You’re using the latest version you got from the pligg forum. I know this because I looked at your sitemaps index and it has items that are not generated by my latest version. The problem is that whoever released that version didn’t bother to test it.
Just use the latest version from this page: http://patchlog.com/xmlsitemapspligg/
and let me know if you still have the problem
now i used the version you suggest but it seems nothing better. there were still this error message
Line 10
Parsing error
We were unable to read your Sitemap. It may contain an entry we are unable to recognize. Please validate your Sitemap before resubmitting.
but if i change that sitemap in xml file as you you can see at /sitemaperror.xml
google said it’s valid sitemap.
i’m going crazy with this
what’s your suggestion.
thank’s
so you’re saying that if tell google to use http://www.indeksberita.com/sitemapindex.xml or http://www.indeksberita.com/sitemap-0.xml it says it’s invalid but if you use /sitemaperror.xml it says it’s valid ?

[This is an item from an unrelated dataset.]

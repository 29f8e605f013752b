//! Shared helpers: periodic polling and timestamp formatting.

pub mod poll;
pub mod timestamp;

Or am I just missing the point and this is all about that priority number having too many decimals ? If that’s the case it’s relatively simple to modify it I think I already showed someone else how to do it in a previous comment maybe on http://patchlog.com/php/xml-sitemaps-pligg-module-v09/
it’s not about priority.
i mean sitemaperror.xml is just copy paste code of sitemap-0.xml and it works.
in other words there are no difference between both of them
so what makes google cannot crawl sitemap-0.xml if it’s same with sitemaperror.xml.
is there any other factor that influence so why google webmasters cannot validate.
as long i know parsing error is another words of syntaks error, isn’t it?
thanks for your help
i have already add your mail to webmasters tools
you can use it as you wish
we have currently upgraded pligg from 1.0.0 to 1.0.3 after that xmlsitemap is not working. it is enabled on the admin and all the settings are just like earlier but when we access the sitemapindex file it gives a blank page
please help us
enable error logging or error reporting and then come back with the errors 🙂
Hi Mahi,
we have solved the problem. we have disabled all our modules, then we cleared all the cache, then we enabled the site map module.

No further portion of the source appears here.